~ İSTANBUL ~

3.5K 186 52
                                    

Uzun bir bölümle karşınızdayım.
Lütfen vote ve yorumlarınızı eksik etmeyin...

İyi okumalar...

***************

Ayaklarımı çatıdan sarkıtırken gözlerimi sıkıca yumdum ellerimi iki yana açtım ve tüm hayatımın gözlerimin önünden bir film şeridi gibi geçmesine izin verdim.

Kendimi boşluğa bırakacağım sıra bileğime yapışan güçlü bir el dengemi kaybetmemi sağlamıştı. İşte şimdi gerçekten ölümle burun burunaydım...

Ölmek bazen insan için bir umuttur.

İntihar diğer insanlara göre kaçış noktasıyken, benim gibi hayatın yüzüne gülmediği insanlar için umuttu.

Ben intiharı kaçış olarak değil, umut olarak görüyordum. Çünkü hayata dair tüm umudum bittiğinde ölüme karşı umut beslemeye başlamıştım.

Bileğimi kavrayan güçlü el beni korkuturken elin sahibinin kim olduğuna dair en ufak bir fikrim bile yoktu. Korku ve şuanda bulunduğum durum dengemi kaybetmemi sağlamıştı. Neyseki güçlü elin sahibi beni kendine çekerek olası bir kazadan kurtarmıştı. İntihar etmek için buradayım ama korku ile ölmek istemiyordum.

Beni kendine çeken kişinin göğsüne yapışırken o kollarını bana çoktan sarmıştı ve bu saliseler içinde gerçekleşmişti. Bir elini sıkıca belime sarmış diğer eliyle saçlarımı okşuyordu. Benim ellerimse boşta duruyordu. Ellerimi kaldırıp o kişiyi itmeye çalışsamda çabam nafileydi. Kollarını o kadar sıkmıştı ki birazdan boğulabilirdim.

Kimdi bu yahu?

Önce gelip beni kurtarmıştı. Şimdi ise boğacak derecede sarılıyordu.

"Nefesim-" dedim boğuk bir sesle.
"Nefesim kesiliyor. Boğulacağım." derken öksürmeye başlamıştım.

Kollarını benden çekerken derin derin nefesler alıyordum. Bir kaç dakika sonra iyice kendime gelip beni intihardan kurtarıp boğarak öldürmek isteyen kişiye gözlerimi kısarak baktım. Çok karanlıktı yüzünü seçemiyordum. Ama erkek olduğu belliydi.

Üstün zekamla elimi cebime attım ve telefonumu çıkardım. Telefonun fenerini açıp karşımdakine tuttuğumda içimi bir titreme aldı.

"Siz-"dedim ne demem gerektiğini bilmiyordum. Ama onun bir açıklama beklediği belliydi.

"Açıklama bekliyorum. " dedi sert bir şekilde

"Ayrıca şu feneri kapatır mısın? Yoksa birazdan kör olacağım." deyip gözlerini ovuşturduğunda yüzümde bir tebessümün belirdiğini hissettim. Telefonun fenerini kapatıp tekrar cebime attım. Tabi bu sırada gelen bir çok cevapsız aramayıda görmüştüm ama tepki vermemiştim.
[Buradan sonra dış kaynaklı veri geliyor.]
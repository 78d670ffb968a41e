//! Application configuration.
//!
//! [`AppConfig`] is loaded once at startup and passed down by value.  The
//! CLI layer owns config; the core crate only sees the [`GeneratorSettings`]
//! derived from it.
//!
//! # Resolution order (highest priority first)
//!
//! 1. CLI flags (handled at the call-site, not here)
//! 2. `APPGEN_*` environment variables, `__` between nested keys
//!    (`APPGEN_MODEL__ID_TYPE=uuid`)
//! 3. Config file: `--config FILE`, else `.appgen.toml` in the working
//!    directory, else the platform config directory
//! 4. Built-in defaults (always present)

use std::collections::BTreeMap;
use std::path::{Path, PathBuf};

use anyhow::Context as _;
use config::{Config, Environment, File, FileFormat};
use serde::{Deserialize, Serialize};
use tracing::debug;

use appgen_core::{
    application::GeneratorSettings,
    domain::{IdentifierStrategy, QualifiedName},
};

use crate::error::{CliError, CliResult};

/// Project-local config file name.
pub const LOCAL_CONFIG: &str = ".appgen.toml";

/// Application configuration.
#[derive(Debug, Clone, PartialEq, Eq, Serialize, Deserialize)]
#[serde(default)]
pub struct AppConfig {
    /// Source directory generated files are written under.
    pub app_dir: PathBuf,
    /// Generator settings.
    pub model: ModelConfig,
    /// Output settings.
    pub output: OutputConfig,
}

#[derive(Debug, Clone, PartialEq, Eq, Serialize, Deserialize)]
#[serde(default)]
pub struct ModelConfig {
    /// `int`, or any type containing `uuid` (`uuid`, `uuid_binary`, ...).
    pub id_type: String,
    /// Namespaces searched when a relation names an entity by short name.
    pub namespaces: Vec<String>,
    /// Flags accepted after `--` in a type expression.
    pub type_flags: Vec<String>,
    /// Trait identifier → fully-qualified trait name.
    pub default_traits: BTreeMap<String, String>,
}

#[derive(Debug, Clone, PartialEq, Eq, Serialize, Deserialize)]
#[serde(default)]
pub struct OutputConfig {
    pub no_color: bool,
    /// `auto`, `human`, `plain` or `json`.
    pub format: String,
}

impl Default for AppConfig {
    fn default() -> Self {
        Self {
            app_dir: PathBuf::from("app"),
            model: ModelConfig::default(),
            output: OutputConfig::default(),
        }
    }
}

impl Default for ModelConfig {
    fn default() -> Self {
        Self {
            id_type: "int".into(),
            namespaces: vec!["App\\Model".into()],
            type_flags: vec!["unique".into()],
            default_traits: BTreeMap::new(),
        }
    }
}

impl Default for OutputConfig {
    fn default() -> Self {
        Self {
            no_color: false,
            format: "auto".into(),
        }
    }
}

impl AppConfig {
    /// Load configuration: defaults, then the config file, then environment.
    ///
    /// `config_file` is the path passed via `--config`; it must exist. The
    /// implicit locations are optional.
    pub fn load(config_file: Option<&PathBuf>) -> anyhow::Result<Self> {
        let defaults =
            Config::try_from(&Self::default()).context("Failed to serialise default config")?;

        let mut builder = Config::builder().add_source(defaults);
        match Self::active_path(config_file) {
            Some(path) => {
                debug!(path = %path.display(), "Loading config file");
                builder = builder.add_source(
                    File::from(path.as_path())
                        .format(FileFormat::Toml)
                        .required(config_file.is_some()),
                );
            }
            None => debug!("No config file found, using defaults"),
        }

        let config = builder
            .add_source(
                Environment::with_prefix("APPGEN")
                    .prefix_separator("_")
                    .separator("__")
                    .try_parsing(true)
                    .list_separator(",")
                    .with_list_parse_key("model.namespaces")
                    .with_list_parse_key("model.type_flags"),
            )
            .build()
            .context("Failed to read configuration")?;

        config
            .try_deserialize()
            .context("Invalid configuration values")
    }

    /// The config file that [`Self::load`] reads, if any.
    pub fn active_path(config_file: Option<&PathBuf>) -> Option<PathBuf> {
        if let Some(path) = config_file {
            return Some(path.clone());
        }
        let local = PathBuf::from(LOCAL_CONFIG);
        if local.is_file() {
            return Some(local);
        }
        Some(Self::config_path()).filter(|p| p.is_file())
    }

    /// Path to the global configuration file.
    ///
    /// Uses `directories::ProjectDirs` for cross-platform correctness,
    /// falling back to `.appgen.toml` in the current directory.
    pub fn config_path() -> PathBuf {
        directories::ProjectDirs::from("com", "appgen", "appgen")
            .map(|d| d.config_dir().join("config.toml"))
            .unwrap_or_else(|| PathBuf::from(LOCAL_CONFIG))
    }

    /// Generator settings for the core services.
    pub fn generator_settings(&self) -> CliResult<GeneratorSettings> {
        let id_strategy: IdentifierStrategy =
            self.model.id_type.parse().map_err(|e| CliError::ConfigError {
                message: format!("model.id_type: {e}"),
                source: Some(Box::new(e)),
            })?;

        let default_traits = self
            .model
            .default_traits
            .iter()
            .map(|(identifier, fqn)| {
                QualifiedName::parse(fqn)
                    .map(|name| (identifier.clone(), name))
                    .map_err(|e| CliError::ConfigError {
                        message: format!("model.default_traits.{identifier}: {e}"),
                        source: Some(Box::new(e)),
                    })
            })
            .collect::<CliResult<BTreeMap<_, _>>>()?;

        Ok(GeneratorSettings {
            id_strategy,
            type_flags: self.model.type_flags.clone(),
            default_traits,
        })
    }

    /// Look up a dotted key such as `model.id_type`.
    pub fn get(&self, key: &str) -> CliResult<serde_json::Value> {
        let root = serde_json::to_value(self).map_err(|e| CliError::ConfigError {
            message: format!("Failed to serialise config: {e}"),
            source: Some(Box::new(e)),
        })?;

        key.split('.')
            .try_fold(&root, |value, segment| value.get(segment))
            .cloned()
            .ok_or_else(|| CliError::ConfigError {
                message: format!("Unknown config key: '{key}'"),
                source: None,
            })
    }

    /// Directory generated files go under, preferring the CLI override.
    pub fn resolve_app_dir(&self, override_dir: Option<&Path>) -> PathBuf {
        override_dir
            .map(Path::to_path_buf)
            .unwrap_or_else(|| self.app_dir.clone())
    }
}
"Asıl açıklamayı ben bekliyorum. Hastanede bir daha karşıma çıkmamanız konusunda sizi sertçe uyardığımı hatırlıyorum Semih bey!" diye soluduğumda inanmaz gözlerle bana bakıyordu.

"Ne yani yıllar sonra kavuştuğum kızımın ölümünü mü izleseydim?" dediğinde ona da hak verdim. Başımı bir suçlu edasıyla yere eğdim.

"Ben senin bu kadara güçsüz olduğunu tahmin etmemiştim. Ne yaşarsan yaşa ama hayattan kaçarak başarılı olamazsın." dediğinde tüm sinir hücrelerimin harekete geçtiğini hissettim.

"Başarılı olmak kimin umrunda! " diye bağırdığımda sesimi biraz kısarak devam ettim.
" Ben sadece mutlu olmak istiyorum. " sesim yalvarır gibi çıkmıştı. Şuan öz babamın gözünde güçsüz bir kızdım. Ama öyleydide, güçsüzdüm.